Figure 1.

Antiviral defense of IFN. (a) Viral RNA (vRNA) can be recognized by pathogen pattern receptors (PPR) on the cell surface and retinoic acid-like receptors (RLR) in the cytosol. The vRNA sensing by PPR can be initiated by toll-like receptors (TLR)-3, -7, and -8, which then activates gene transcription factors, i.e., interferon regulatory factors (IRF)-3 and -7. IRF-3 and -7 are then translocated into the cell nucleus to express interferon (IFN)-β and interferon-α, respectively.
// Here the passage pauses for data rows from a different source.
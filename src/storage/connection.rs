//! Database connection management

use sqlx::{Pool, Postgres};
use std::time::Duration;

use crate::config::DatabaseConfig;
use crate::utils::errors::MeetupSyncError;

pub type DatabasePool = Pool<Postgres>;

const ACQUIRE_TIMEOUT: Duration = Duration::from_secs(30);
const IDLE_TIMEOUT: Duration = Duration::from_secs(600);
const MAX_LIFETIME: Duration = Duration::from_secs(1800);

/// Create a new database connection pool
pub async fn create_pool(config: &DatabaseConfig) -> Result<DatabasePool, MeetupSyncError> {
    let pool = sqlx::postgres::PgPoolOptions::new()
        .max_connections(config.max_connections)
        .min_connections(config.min_connections)
        .acquire_timeout(ACQUIRE_TIMEOUT)
        .idle_timeout(IDLE_TIMEOUT)
        .max_lifetime(MAX_LIFETIME)
        .connect(&config.url)
        .await?;

    // Test the connection
    sqlx::query("SELECT 1")
        .execute(&pool)
        .await?;

    tracing::info!("Database connection pool created successfully");
    Ok(pool)
}

/// Check database health
pub async fn health_check(pool: &DatabasePool) -> Result<(), MeetupSyncError> {
    sqlx::query("SELECT 1")
        .execute(pool)
        .await?;

    Ok(())
}
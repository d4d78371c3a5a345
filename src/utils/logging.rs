//! Logging configuration and setup
//!
//! This module provides logging initialization and structured logging utilities
//! for the MeetupSync application.

use tracing::{info, warn};
use tracing_appender::non_blocking::WorkerGuard;
use tracing_subscriber::{layer::SubscriberExt, util::SubscriberInitExt};
use crate::config::LoggingConfig;
use crate::utils::errors::Result;

/// Initialize logging based on configuration
///
/// The returned guard must be held for as long as the process logs; dropping
/// it stops the non-blocking file writer.
pub fn init_logging(config: &LoggingConfig) -> Result<WorkerGuard> {
    let file_appender = tracing_appender::rolling::daily(&config.file_path, "meetupsync.log");
    let (non_blocking, guard) = tracing_appender::non_blocking(file_appender);

    tracing_subscriber::registry()
        .with(tracing_subscriber::EnvFilter::new(&config.level))
        .with(tracing_subscriber::fmt::layer().with_writer(std::io::stdout))
        .with(tracing_subscriber::fmt::layer().with_writer(non_blocking))
        .init();

    info!("Logging initialized with level: {}", config.level);
    Ok(guard)
}

/// Log removal of a local group copy after the remote reported it gone
pub fn log_group_removed(urlname: &str, status: u16, had_local_copy: bool) {
    warn!(
        urlname = urlname,
        status = status,
        had_local_copy = had_local_copy,
        "Remote group no longer available"
    );
}

/// Log the outcome of a catalog-wide sync pass
pub fn log_sync_summary(synced: usize, deleted: usize, failed: usize, events_created: usize) {
    info!(
        groups_synced = synced,
        groups_deleted = deleted,
        groups_failed = failed,
        events_created = events_created,
        "Catalog sync pass finished"
    );
}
The cytosolic viral dsRNA, on the other hand, is recognized by retinoic-like receptors (RLR) such as retinoic acid-inducible gene-1 (RIG-I) and melanoma differentiation-associated protein 5 (MDA-5). The RLR/vRNA complex subsequently binds to the mitochondrial-antiviral signaling (MAVS) protein located on the mitochondrial outer membrane. Upon the activation of MAVS, IRF-3 is phosphorylated via TANK-binding kinase (TBK)-1 to enhance the expression of IFN-β. (b) The antiviral cascades of IFN α/β demand the activation of Janus kinase/tyrosine kinase/signal transducer and activator of transcription (JAK/TYK/STAT) signaling. Activating the JAK/TYK/STAT transcription signaling pathway results in the expression of antiviral proteins, oligoadenylate synthetase (OAS), and protein kinase R (PKR), which are responsible for viral RNA degradation and inhibition of viral protein synthesis, respectively.